The copies of Minature Camera Magazine (MCM) that I have span the period between 1937 and 1941 with some months missing. In total I have 32 months out of a possible 40 months. The period that I have covers the start of the war in September 1939 and gives a real life experience of the period.

The magazine was founded by Percy Wooten Harris and launched in December 1936.  Percy was born in 1901 and had been producing articles for photographic and radio magazines previously. Although he had people working for him it was clearly very much a one man project with his authority stamped everywhere. In 1939 he is hoping to set up a reader trip to Germany and complains that he hasn’t had a holiday since he started the magazine.

The magazine was close to A5 in size. It ran until sometime in the early 1950’s when it was renamed Modern Camera Magazine and seems to have continued perhaps until the very early 1960’s. It began with a cover price of 6d (2.5p) and then in 1938 doubled in price to 1 shilling (5p) when it started with a colour cover. In one edition they actually had a few colour plates inside aswell. The colour stopped with the outbreak of war although the price remained. Gradually as the war continued the magazine became thinner and the paper worse. The price seems to have stayed fixed into the 1950’s.

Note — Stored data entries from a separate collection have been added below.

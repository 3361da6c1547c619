use thiserror::Error;

#[derive(Debug, Error)]
pub enum CoreError {
    #[error("PRECONDITION: {0}")]
    PreconditionViolation(String),
    #[error("INVALID_DATE: {0}")]
    InvalidDate(String),
    #[error("STALE_WRITE: {0}")]
    StaleWrite(String),
    #[error("NOT_FOUND: {0}")]
    NotFound(String),
    #[error("STORAGE: {0}")]
    Storage(String),
    #[error("INTERNAL: {0}")]
    Internal(String),
}

impl From<std::io::Error> for CoreError {
    fn from(value: std::io::Error) -> Self {
        Self::Storage(value.to_string())
    }
}

impl From<rusqlite::Error> for CoreError {
    fn from(value: rusqlite::Error) -> Self {
        Self::Storage(value.to_string())
    }
}

impl From<serde_json::Error> for CoreError {
    fn from(value: serde_json::Error) -> Self {
        Self::Internal(value.to_string())
    }
}

impl From<anyhow::Error> for CoreError {
    fn from(value: anyhow::Error) -> Self {
        Self::Internal(value.to_string())
    }
}

pub type CoreResult<T> = Result<T, CoreError>;
pub mod clock;
pub mod cohort;
pub mod db;
pub mod engine;
pub mod errors;
pub mod funnel;
pub mod models;
pub mod mutator;
pub mod sequence;
pub mod store;

pub use crate::clock::{Clock, FixedClock, SystemClock};
pub use crate::cohort::{CohortMode, CohortSelector};
pub use crate::db::SqliteLeadStore;
pub use crate::engine::OutreachCore;
pub use crate::errors::{CoreError, CoreResult};
pub use crate::funnel::{FunnelSummary, StageCount};
pub use crate::models::{
    BulkFailure, BulkOutcome, CoreSettings, Lead, LeadFilter, LeadPatch, LeadStatus, NewLead,
    OutreachStep, Priority, ResponseRecord, StepState,
};
pub use crate::sequence::NextStep;
pub use crate::store::{LeadStore, MemoryLeadStore};

use std::path::Path;
use tracing_appender::non_blocking::WorkerGuard;

static LOG_GUARD: std::sync::OnceLock<WorkerGuard> = std::sync::OnceLock::new();

/// Install the JSON file logger. Safe to call once per process; the host
/// application decides where logs land.
pub fn init_tracing(data_dir: &Path) -> Result<(), String> {
    let log_dir = data_dir.join("logs");
    std::fs::create_dir_all(&log_dir).map_err(|error| error.to_string())?;
    let file_appender = tracing_appender::rolling::daily(log_dir, "outreach.log");
    let (non_blocking, guard) = tracing_appender::non_blocking(file_appender);
    let _ = LOG_GUARD.set(guard);

    tracing_subscriber::fmt()
        .with_env_filter(
            tracing_subscriber::EnvFilter::try_from_default_env()
                .unwrap_or_else(|_| tracing_subscriber::EnvFilter::new("info")),
        )
        .json()
        .with_writer(non_blocking)
        .try_init()
        .map_err(|error| error.to_string())
}
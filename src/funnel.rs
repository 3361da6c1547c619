use crate::clock::Clock;
use crate::models::{CoreSettings, Lead, LeadStatus};
use serde::{Deserialize, Serialize};

const TRAILING_WINDOW_DAYS: i64 = 7;
const SECONDS_PER_DAY: f64 = 86_400.0;

#[derive(Debug, Clone, PartialEq, Serialize, Deserialize)]
#[serde(rename_all = "camelCase")]
pub struct StageCount {
    pub status: LeadStatus,
    pub count: usize,
    pub percentage: u32,
}

#[derive(Debug, Clone, PartialEq, Serialize, Deserialize)]
#[serde(rename_all = "camelCase")]
pub struct FunnelSummary {
    pub total_leads: usize,
    pub active_leads: usize,
    pub stages: Vec<StageCount>,
    pub conversion_rate: u32,
    pub avg_days_to_convert: i64,
    pub pipeline_value: i64,
    pub created_last_week: usize,
    pub converted_last_week: usize,
}

/// Funnel rollup over a full lead set. Percentages and day counts are
/// rounded at the edge; intermediate arithmetic stays unrounded.
pub fn summarize(leads: &[Lead], settings: &CoreSettings, clock: &dyn Clock) -> FunnelSummary {
    let total_leads = leads.len();
    let active: Vec<&Lead> = leads
        .iter()
        .filter(|lead| !lead.status.is_closed())
        .collect();

    let stages = LeadStatus::ACTIVE_PIPELINE
        .iter()
        .map(|&status| {
            let count = active.iter().filter(|lead| lead.status == status).count();
            StageCount {
                status,
                count,
                percentage: percent(count, active.len()),
            }
        })
        .collect();

    let converted: Vec<&Lead> = leads
        .iter()
        .filter(|lead| lead.status == LeadStatus::Converted)
        .collect();

    let conversion_ratio = if total_leads == 0 {
        0.0
    } else {
        converted.len() as f64 / total_leads as f64
    };

    let avg_days_to_convert = if converted.is_empty() {
        0
    } else {
        let mean_seconds = converted
            .iter()
            .map(|lead| (lead.updated_at - lead.created_at).num_seconds() as f64)
            .sum::<f64>()
            / converted.len() as f64;
        (mean_seconds / SECONDS_PER_DAY).round() as i64
    };

    let pipeline_count = active
        .iter()
        .filter(|lead| {
            matches!(
                lead.status,
                LeadStatus::FollowUp | LeadStatus::InConversation
            )
        })
        .count();
    let pipeline_value =
        (pipeline_count as f64 * settings.average_client_value * conversion_ratio).round() as i64;

    let created_last_week = leads
        .iter()
        .filter(|lead| clock.within_trailing_days(lead.created_at, TRAILING_WINDOW_DAYS))
        .count();
    // Conversion time is tracked through updated_at, so the weekly delta
    // uses the same field.
    let converted_last_week = leads
        .iter()
        .filter(|lead| {
            lead.status == LeadStatus::Converted
                && clock.within_trailing_days(lead.updated_at, TRAILING_WINDOW_DAYS)
        })
        .count();

    FunnelSummary {
        total_leads,
        active_leads: active.len(),
        stages,
        conversion_rate: (conversion_ratio * 100.0).round() as u32,
        avg_days_to_convert,
        pipeline_value,
        created_last_week,
        converted_last_week,
    }
}

fn percent(part: usize, whole: usize) -> u32 {
    if whole == 0 {
        return 0;
    }
    ((part as f64 / whole as f64) * 100.0).round() as u32
}
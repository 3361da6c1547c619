use crate::clock::{Clock, SystemClock};
use crate::cohort::{self, CohortSelector};
use crate::db::SqliteLeadStore;
use crate::errors::{CoreError, CoreResult};
use crate::funnel::{self, FunnelSummary};
use crate::models::{
    BulkFailure, BulkOutcome, CoreSettings, Lead, LeadFilter, LeadPatch, LeadStatus, OutreachStep,
};
use crate::mutator;
use crate::sequence::{self, NextStep};
use crate::store::LeadStore;
use chrono::NaiveDate;
use std::path::Path;
use std::sync::Arc;

/// Facade over the sequencing core: reads answer scheduling questions,
/// writes go through the mutator and a revision-checked store update.
#[derive(Clone)]
pub struct OutreachCore {
    store: Arc<dyn LeadStore>,
    clock: Arc<dyn Clock>,
    settings: CoreSettings,
}

impl OutreachCore {
    pub fn new(
        store: Arc<dyn LeadStore>,
        clock: Arc<dyn Clock>,
        settings: CoreSettings,
    ) -> Arc<Self> {
        Arc::new(Self {
            store,
            clock,
            settings,
        })
    }

    pub fn with_sqlite(db_path: &Path, settings: CoreSettings) -> CoreResult<Arc<Self>> {
        let store = Arc::new(SqliteLeadStore::new(db_path)?);
        Ok(Self::new(store, Arc::new(SystemClock), settings))
    }

    pub fn settings(&self) -> &CoreSettings {
        &self.settings
    }

    pub async fn get_lead(&self, lead_id: &str) -> CoreResult<Lead> {
        self.require_lead(lead_id).await
    }

    pub async fn list_leads(&self, filter: &LeadFilter) -> CoreResult<Vec<Lead>> {
        self.store.fetch_leads(filter).await
    }

    pub async fn next_step(&self, lead_id: &str) -> CoreResult<Option<NextStep>> {
        let lead = self.require_lead(lead_id).await?;
        Ok(sequence::next_step(&lead, self.clock.as_ref()))
    }

    pub async fn cohort(&self, selector: CohortSelector) -> CoreResult<Vec<Lead>> {
        let leads = self.store.fetch_leads(&LeadFilter::default()).await?;
        Ok(cohort::select(&leads, selector, self.clock.as_ref()))
    }

    pub async fn funnel_summary(&self) -> CoreResult<FunnelSummary> {
        let leads = self.store.fetch_leads(&LeadFilter::default()).await?;
        Ok(funnel::summarize(&leads, &self.settings, self.clock.as_ref()))
    }

    pub async fn mark_cold_email_sent(
        &self,
        lead_id: &str,
        date: Option<NaiveDate>,
    ) -> CoreResult<Lead> {
        self.apply_mutation(lead_id, |lead, clock| {
            mutator::mark_cold_email_sent(lead, date, clock)
        })
        .await
    }

    pub async fn mark_step_sent(
        &self,
        lead_id: &str,
        step: OutreachStep,
        date: Option<NaiveDate>,
    ) -> CoreResult<Lead> {
        self.apply_mutation(lead_id, move |lead, clock| {
            mutator::mark_step_sent(lead, step, date, clock)
        })
        .await
    }

    pub async fn record_response(
        &self,
        lead_id: &str,
        text: Option<String>,
        date: Option<NaiveDate>,
    ) -> CoreResult<Lead> {
        self.apply_mutation(lead_id, move |lead, clock| {
            mutator::record_response(lead, text.clone(), date, clock)
        })
        .await
    }

    pub async fn set_status(&self, lead_id: &str, status: LeadStatus) -> CoreResult<Lead> {
        self.apply_mutation(lead_id, move |lead, _clock| mutator::set_status(lead, status))
            .await
    }

    pub async fn bulk_mark_cold_email_sent(
        &self,
        lead_ids: &[String],
        date: Option<NaiveDate>,
    ) -> BulkOutcome {
        let mut outcome = BulkOutcome::default();
        for lead_id in lead_ids {
            match self.mark_cold_email_sent(lead_id, date).await {
                Ok(_) => outcome.succeeded.push(lead_id.clone()),
                Err(error) => outcome.failed.push(bulk_failure(lead_id, "cold email", &error)),
            }
        }
        outcome
    }

    pub async fn bulk_mark_step_sent(
        &self,
        lead_ids: &[String],
        step: OutreachStep,
        date: Option<NaiveDate>,
    ) -> BulkOutcome {
        let mut outcome = BulkOutcome::default();
        for lead_id in lead_ids {
            match self.mark_step_sent(lead_id, step, date).await {
                Ok(_) => outcome.succeeded.push(lead_id.clone()),
                Err(error) => outcome.failed.push(bulk_failure(lead_id, step.as_str(), &error)),
            }
        }
        outcome
    }

    pub async fn bulk_set_status(&self, lead_ids: &[String], status: LeadStatus) -> BulkOutcome {
        let mut outcome = BulkOutcome::default();
        for lead_id in lead_ids {
            match self.set_status(lead_id, status).await {
                Ok(_) => outcome.succeeded.push(lead_id.clone()),
                Err(error) => outcome.failed.push(bulk_failure(lead_id, "status", &error)),
            }
        }
        outcome
    }

    async fn require_lead(&self, lead_id: &str) -> CoreResult<Lead> {
        self.store
            .get_lead(lead_id)
            .await?
            .ok_or_else(|| CoreError::NotFound(format!("Lead '{}' not found", lead_id)))
    }

    /// Read, compute the patch, write with a revision guard. A stale write
    /// gets one retry against a fresh snapshot before surfacing.
    async fn apply_mutation<F>(&self, lead_id: &str, mutate: F) -> CoreResult<Lead>
    where
        F: Fn(&Lead, &dyn Clock) -> CoreResult<LeadPatch>,
    {
        let lead = self.require_lead(lead_id).await?;
        let patch = mutate(&lead, self.clock.as_ref())?;
        if patch.is_empty() {
            return Ok(lead);
        }

        match self.store.update_lead(lead_id, lead.revision, &patch).await {
            Err(CoreError::StaleWrite(reason)) if self.settings.retry_stale_writes => {
                tracing::warn!(lead_id = %lead_id, reason = %reason, "stale write, retrying against fresh lead");
                let fresh = self.require_lead(lead_id).await?;
                let patch = mutate(&fresh, self.clock.as_ref())?;
                if patch.is_empty() {
                    return Ok(fresh);
                }
                self.store.update_lead(lead_id, fresh.revision, &patch).await
            }
            other => other,
        }
    }
}

fn bulk_failure(lead_id: &str, operation: &str, error: &CoreError) -> BulkFailure {
    tracing::warn!(lead_id = %lead_id, operation = %operation, error = %error, "bulk mutation failed for lead");
    BulkFailure {
        id: lead_id.to_string(),
        error: error.to_string(),
    }
}
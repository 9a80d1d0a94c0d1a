//! Project-scoped role based access control.
//!
//! Two role axes are evaluated for every project operation:
//! - the platform role on the caller's profile (`platform_admin` bypasses everything)
//! - the caller's membership role inside the target project
//!
//! Handlers declare what they need through the [`Authorized`] extractor.

mod evaluator;
mod extract;
mod roles;

pub use evaluator::{resolve, AuthzError, RoleSource};
pub use extract::{parse_id, Access, Authorized, Own, Requirement, Write};
pub use roles::{AccessClass, AccessGrant, PlatformRole, ProjectRole};
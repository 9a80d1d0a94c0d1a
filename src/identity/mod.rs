//! In-process identity provider.
//!
//! Access tokens are short-lived HS256 JWTs bound to a session row; refresh
//! tokens and the single-use e-mail verification and password reset tokens
//! are opaque random strings of which only a SHA-256 digest is stored.

mod sessions;
mod tokens;

use sqlx::SqlitePool;
use uuid::Uuid;

use crate::authz::PlatformRole;
use crate::config::AppConfig;
use crate::errors::{AppError, AppResult};
use crate::jwt::{AuthUser, JwtConfig};
use crate::models::user::{
    normalize_email, CurrentUser, DbUser, IssuedToken, RegisterMetadata, RegisteredUser, Session, User, UserProfile,
};
use crate::store;
use crate::utils::{ensure_password_strength, hash_password, non_blank, utc_now, verify_password};

pub use tokens::TokenPurpose;

/// Authenticated identity as seen by the rest of the system.
#[derive(Debug, Clone, PartialEq, Eq)]
pub struct Principal {
    pub id: Uuid,
    pub email: String,
}

#[derive(Clone, Copy)]
pub struct Identity<'a> {
    pool: &'a SqlitePool,
    jwt: &'a JwtConfig,
    config: &'a AppConfig,
}

impl<'a> Identity<'a> {
    pub fn new(pool: &'a SqlitePool, jwt: &'a JwtConfig, config: &'a AppConfig) -> Self {
        Self { pool, jwt, config }
    }

    /// Validates a bearer token: signature, expiry, and a live session.
    pub async fn authenticate(&self, token: &str) -> AppResult<AuthUser> {
        let claims = self.jwt.decode(token)?;

        let mut conn = self.pool.acquire().await?;
        let email = sessions::live_email(&mut conn, claims.sid, claims.sub)
            .await?
            .ok_or_else(|| AppError::unauthorized("Session has been revoked or does not exist"))?;

        Ok(AuthUser {
            user_id: claims.sub,
            email,
            session_id: claims.sid,
        })
    }

    /// Creates an unverified account with a `member` profile. The returned
    /// token is what a verification e-mail would carry.
    pub async fn register(
        &self,
        email: &str,
        password: &str,
        metadata: Option<RegisterMetadata>,
    ) -> AppResult<(RegisteredUser, IssuedToken)> {
        ensure_password_strength(password)?;
        let email = normalize_email(email)?;

        if store::users::find_by_email(self.pool, &email).await?.is_some() {
            return Err(AppError::conflict("Email is already registered"));
        }

        let password_hash = hash_password(password)?;
        let metadata = metadata.unwrap_or_default();
        let now = utc_now();
        let user_id = Uuid::new_v4();

        let mut tx = self.pool.begin().await?;

        sqlx::query(
            "INSERT INTO users (id, email, password_hash, email_verified_at, created_at, updated_at) VALUES (?, ?, ?, NULL, ?, ?)",
        )
        .bind(user_id)
        .bind(&email)
        .bind(&password_hash)
        .bind(now)
        .bind(now)
        .execute(&mut *tx)
        .await
        .map_err(|err| match err {
            sqlx::Error::Database(db) if db.is_unique_violation() => AppError::conflict("Email is already registered"),
            other => AppError::from(other),
        })?;

        let profile = UserProfile {
            user_id,
            full_name: non_blank(metadata.full_name.as_deref()),
            avatar_url: non_blank(metadata.avatar_url.as_deref()),
            role: PlatformRole::Member.as_str().to_string(),
            created_at: now,
        };

        sqlx::query("INSERT INTO user_profiles (user_id, full_name, avatar_url, role, created_at) VALUES (?, ?, ?, ?, ?)")
            .bind(profile.user_id)
            .bind(&profile.full_name)
            .bind(&profile.avatar_url)
            .bind(&profile.role)
            .bind(profile.created_at)
            .execute(&mut *tx)
            .await?;

        let token = tokens::issue(&mut tx, user_id, TokenPurpose::EmailVerification, self.config.action_token_hours).await?;

        tx.commit().await?;

        let user = User {
            id: user_id,
            email,
            email_verified: false,
            created_at: now,
        };

        Ok((RegisteredUser { user, profile }, IssuedToken { user_id, token }))
    }

    pub async fn login(&self, email: &str, password: &str) -> AppResult<Session> {
        let invalid = || AppError::unauthorized("Invalid credentials");

        let email = normalize_email(email).map_err(|_| invalid())?;
        let user = store::users::find_by_email(self.pool, &email).await?.ok_or_else(invalid)?;

        if !verify_password(password, &user.password_hash)? {
            return Err(invalid());
        }

        if self.config.require_email_verification && user.email_verified_at.is_none() {
            return Err(AppError::unauthorized("Email not confirmed"));
        }

        let mut conn = self.pool.acquire().await?;
        self.start_session(&mut conn, user).await
    }

    /// Exchanges a refresh token for a new session; the old one is revoked.
    pub async fn refresh(&self, refresh_token: &str) -> AppResult<Session> {
        let invalid = || AppError::unauthorized("Invalid or expired refresh token");

        let mut tx = self.pool.begin().await?;
        let user_id = sessions::rotate(&mut tx, refresh_token).await?.ok_or_else(invalid)?;

        let user = sqlx::query_as::<_, DbUser>(
            "SELECT id, email, password_hash, email_verified_at, created_at, updated_at FROM users WHERE id = ?",
        )
        .bind(user_id)
        .fetch_optional(&mut *tx)
        .await?
        .ok_or_else(invalid)?;

        let session = self.start_session(&mut tx, user).await?;
        tx.commit().await?;

        Ok(session)
    }

    pub async fn logout(&self, user: &AuthUser) -> AppResult<()> {
        let mut conn = self.pool.acquire().await?;
        sessions::revoke(&mut conn, user.session_id).await
    }

    pub async fn verify_email(&self, token: &str) -> AppResult<User> {
        let mut tx = self.pool.begin().await?;
        let user_id = tokens::consume(&mut tx, token, TokenPurpose::EmailVerification).await?;

        let now = utc_now();
        sqlx::query("UPDATE users SET email_verified_at = COALESCE(email_verified_at, ?), updated_at = ? WHERE id = ?")
            .bind(now)
            .bind(now)
            .bind(user_id)
            .execute(&mut *tx)
            .await?;

        tx.commit().await?;

        let user = store::users::find_by_id(self.pool, user_id)
            .await?
            .ok_or_else(|| AppError::not_found("User not found"))?;
        Ok(user.into())
    }

    /// `None` when there is no such account; callers do not reveal that.
    pub async fn resend_verification(&self, email: &str) -> AppResult<Option<IssuedToken>> {
        let email = normalize_email(email)?;
        let Some(user) = store::users::find_by_email(self.pool, &email).await? else {
            return Ok(None);
        };

        if user.email_verified_at.is_some() {
            return Err(AppError::bad_request("Email is already verified"));
        }

        let mut conn = self.pool.acquire().await?;
        let token = tokens::issue(&mut conn, user.id, TokenPurpose::EmailVerification, self.config.action_token_hours).await?;

        Ok(Some(IssuedToken { user_id: user.id, token }))
    }

    /// `None` when there is no such account; callers do not reveal that.
    pub async fn forgot_password(&self, email: &str) -> AppResult<Option<IssuedToken>> {
        let email = normalize_email(email)?;
        let Some(user) = store::users::find_by_email(self.pool, &email).await? else {
            return Ok(None);
        };

        let mut conn = self.pool.acquire().await?;
        let token = tokens::issue(&mut conn, user.id, TokenPurpose::PasswordReset, self.config.action_token_hours).await?;

        Ok(Some(IssuedToken { user_id: user.id, token }))
    }

    /// Sets a new password and signs the user out everywhere.
    pub async fn reset_password(&self, token: &str, new_password: &str) -> AppResult<User> {
        ensure_password_strength(new_password)?;
        let password_hash = hash_password(new_password)?;

        let mut tx = self.pool.begin().await?;
        let user_id = tokens::consume(&mut tx, token, TokenPurpose::PasswordReset).await?;

        sqlx::query("UPDATE users SET password_hash = ?, updated_at = ? WHERE id = ?")
            .bind(&password_hash)
            .bind(utc_now())
            .bind(user_id)
            .execute(&mut *tx)
            .await?;

        sessions::revoke_all(&mut tx, user_id, None).await?;
        tx.commit().await?;

        let user = store::users::find_by_id(self.pool, user_id)
            .await?
            .ok_or_else(|| AppError::not_found("User not found"))?;
        Ok(user.into())
    }

    /// Other sessions of the user are revoked; the calling one stays valid.
    pub async fn change_password(&self, caller: &AuthUser, old_password: &str, new_password: &str) -> AppResult<()> {
        ensure_password_strength(new_password)?;

        let user = store::users::find_by_id(self.pool, caller.user_id)
            .await?
            .ok_or_else(|| AppError::unauthorized("User no longer exists"))?;

        if !verify_password(old_password, &user.password_hash)? {
            return Err(AppError::unauthorized("The old password you provided is incorrect"));
        }

        let password_hash = hash_password(new_password)?;

        let mut tx = self.pool.begin().await?;
        sqlx::query("UPDATE users SET password_hash = ?, updated_at = ? WHERE id = ?")
            .bind(&password_hash)
            .bind(utc_now())
            .bind(user.id)
            .execute(&mut *tx)
            .await?;
        sessions::revoke_all(&mut tx, user.id, Some(caller.session_id)).await?;
        tx.commit().await?;

        Ok(())
    }

    pub async fn current_user(&self, caller: &AuthUser) -> AppResult<CurrentUser> {
        let user = store::users::find_by_id(self.pool, caller.user_id)
            .await?
            .ok_or_else(|| AppError::unauthorized("User no longer exists"))?;
        let profile = store::users::find_profile(self.pool, caller.user_id).await?;

        Ok(CurrentUser {
            user: user.into(),
            profile: profile.map(UserProfile::from),
        })
    }

    async fn start_session(&self, conn: &mut sqlx::SqliteConnection, user: DbUser) -> AppResult<Session> {
        let session = sessions::open(conn, user.id, self.config.refresh_token_days).await?;

        let principal = Principal {
            id: user.id,
            email: user.email.clone(),
        };
        let access_token = self.jwt.encode(&principal, session.id)?;

        Ok(Session {
            access_token,
            refresh_token: session.refresh_token,
            token_type: "bearer".to_string(),
            expires_in: self.jwt.expires_in_secs(),
            user: user.into(),
        })
    }
}
use axum::http::StatusCode;
use axum::response::{IntoResponse, Response};
use axum::Json;

use crate::response::ApiResponse;

pub type AppResult<T> = Result<T, AppError>;

#[derive(thiserror::Error, Debug)]
pub enum AppError {
    #[error("{0}")]
    Unauthorized(String),
    #[error("{0}")]
    Forbidden(String),
    #[error("{0}")]
    NotFound(String),
    #[error("{0}")]
    Conflict(String),
    #[error("{0}")]
    BadRequest(String),
    #[error("configuration error: {0}")]
    Configuration(String),
    #[error("{0}")]
    Token(String),
    #[error("database error")]
    Database(#[from] sqlx::Error),
    #[error("internal server error: {0}")]
    Internal(String),
}

impl AppError {
    pub fn unauthorized(message: impl Into<String>) -> Self {
        Self::Unauthorized(message.into())
    }

    pub fn forbidden(message: impl Into<String>) -> Self {
        Self::Forbidden(message.into())
    }

    pub fn not_found(message: impl Into<String>) -> Self {
        Self::NotFound(message.into())
    }

    pub fn conflict(message: impl Into<String>) -> Self {
        Self::Conflict(message.into())
    }

    pub fn bad_request(message: impl Into<String>) -> Self {
        Self::BadRequest(message.into())
    }

    pub fn configuration(message: impl Into<String>) -> Self {
        Self::Configuration(message.into())
    }

    pub fn token(err: impl Into<String>) -> Self {
        Self::Token(err.into())
    }

    pub fn internal(message: impl Into<String>) -> Self {
        Self::Internal(message.into())
    }

    pub fn status(&self) -> StatusCode {
        match self {
            AppError::Unauthorized(_) | AppError::Token(_) => StatusCode::UNAUTHORIZED,
            AppError::Forbidden(_) => StatusCode::FORBIDDEN,
            AppError::NotFound(_) => StatusCode::NOT_FOUND,
            AppError::Conflict(_) => StatusCode::CONFLICT,
            AppError::BadRequest(_) => StatusCode::BAD_REQUEST,
            AppError::Database(err) => classify_sqlx_error(err),
            AppError::Configuration(_) | AppError::Internal(_) => StatusCode::INTERNAL_SERVER_ERROR,
        }
    }
}

/// Maps store failures onto HTTP semantics. Only "no row" and constraint
/// violations carry meaning; everything else is an infrastructure failure.
fn classify_sqlx_error(err: &sqlx::Error) -> StatusCode {
    match err {
        sqlx::Error::RowNotFound => StatusCode::NOT_FOUND,
        sqlx::Error::Database(db_err) if db_err.is_unique_violation() => StatusCode::CONFLICT,
        sqlx::Error::Database(db_err) if db_err.is_foreign_key_violation() => StatusCode::NOT_FOUND,
        _ => StatusCode::INTERNAL_SERVER_ERROR,
    }
}

impl IntoResponse for AppError {
    fn into_response(self) -> Response {
        let status = self.status();

        let error = match status {
            StatusCode::BAD_REQUEST => "Validation error",
            StatusCode::UNAUTHORIZED => "Unauthorized",
            StatusCode::FORBIDDEN => "Forbidden",
            StatusCode::NOT_FOUND => "Not found",
            StatusCode::CONFLICT => "Conflict",
            _ => "Internal server error",
        };

        let message = match &self {
            AppError::Database(err) => match status {
                StatusCode::NOT_FOUND => "The requested resource does not exist".to_string(),
                StatusCode::CONFLICT => "The resource already exists".to_string(),
                _ => {
                    tracing::error!(error = %err, "database error");
                    "An unexpected error occurred".to_string()
                }
            },
            AppError::Internal(msg) | AppError::Configuration(msg) => {
                tracing::error!(error = %msg, "internal error");
                "An unexpected error occurred".to_string()
            }
            other => other.to_string(),
        };

        (status, Json(ApiResponse::<()>::failure(error, message))).into_response()
    }
}

impl From<anyhow::Error> for AppError {
    fn from(value: anyhow::Error) -> Self {
        Self::Internal(value.to_string())
    }
}

#[cfg(test)]
mod tests {
    use super::*;

    #[test]
    fn status_codes_follow_taxonomy() {
        assert_eq!(AppError::bad_request("x").status(), StatusCode::BAD_REQUEST);
        assert_eq!(AppError::unauthorized("x").status(), StatusCode::UNAUTHORIZED);
        assert_eq!(AppError::token("x").status(), StatusCode::UNAUTHORIZED);
        assert_eq!(AppError::forbidden("x").status(), StatusCode::FORBIDDEN);
        assert_eq!(AppError::not_found("x").status(), StatusCode::NOT_FOUND);
        assert_eq!(AppError::conflict("x").status(), StatusCode::CONFLICT);
        assert_eq!(AppError::internal("x").status(), StatusCode::INTERNAL_SERVER_ERROR);
        assert_eq!(
            AppError::Database(sqlx::Error::RowNotFound).status(),
            StatusCode::NOT_FOUND
        );
        assert_eq!(
            AppError::Database(sqlx::Error::PoolTimedOut).status(),
            StatusCode::INTERNAL_SERVER_ERROR
        );
    }

    #[tokio::test]
    async fn error_body_uses_envelope() {
        let response = AppError::forbidden("You do not have access to this project").into_response();
        assert_eq!(response.status(), StatusCode::FORBIDDEN);

        let bytes = axum::body::to_bytes(response.into_body(), usize::MAX).await.unwrap();
        let body: serde_json::Value = serde_json::from_slice(&bytes).unwrap();
        assert_eq!(body["success"], false);
        assert_eq!(body["error"], "Forbidden");
        assert_eq!(body["message"], "You do not have access to this project");
        assert!(body.get("data").is_none());
    }
}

I have taken the magazines that I have and scanned selectively to try and keep it interesting. There are a lot of arcane articles on developing fluids and calculating drying times and the like. I don’t think these would be of any interest to most people and I have excluded them.

So in the pages that follow you have:
1) Scans of all the front covers. I have grouped the gallery by years. The covers are simple photographs bearing no relation to the contents of the magazine. They do not have any intention of intriguing or exciting the reader. They are simply there because you have to start somewhere. Why Percy chose the particular pictures I have no idea, except that sometimes they are seasonal – for example a man sneezing in the 1940 February edition.

2) The articles. I have put all of the relevant articles in one gallery. Here I have chosen articles that are about items that may be of current interest or with insight into the war. They have been scanned to word and then corrected for miss-scans  before being saved as searchable pdf.

3) The adverts. I have grouped the adverts by advertiser so it is easy to see how the advertisers mind worked.  In the 32 copies of MCM that I have  33 advertisers placed 315 whole page adverts. There were multiple smaller ones but the work involved in analysis is disproportionate to the interest that would be generated. RG Lewis took 47 pages in the period, followed by Dallmeyer with 22.  RG Lewis is still trading as are Agfa (as a brand name only) , Ilford (as a monochrome film maker), Leica, Voitglander, Zeiss and Selfridges. Wallace Heaton was bought by Dixons in 1972.
Compass cameras are very rare and sought after – expect to pay £4K. Robot cameras are less expensive – expect to pay £50-£80. Dallmeyer were unusual in running the same advert for 3 years – almost all the other advertisers changed their advert every time. Ilford seemed to adopt the same policy in 1941 having changed every month until then. Where adverts are repeated there seems little point in endlessly showing the same ad – so the duplicates have been removed.

The work in reducing Mr Harris’s magnum opus for modern interest has been considerable. I hope you enjoy it.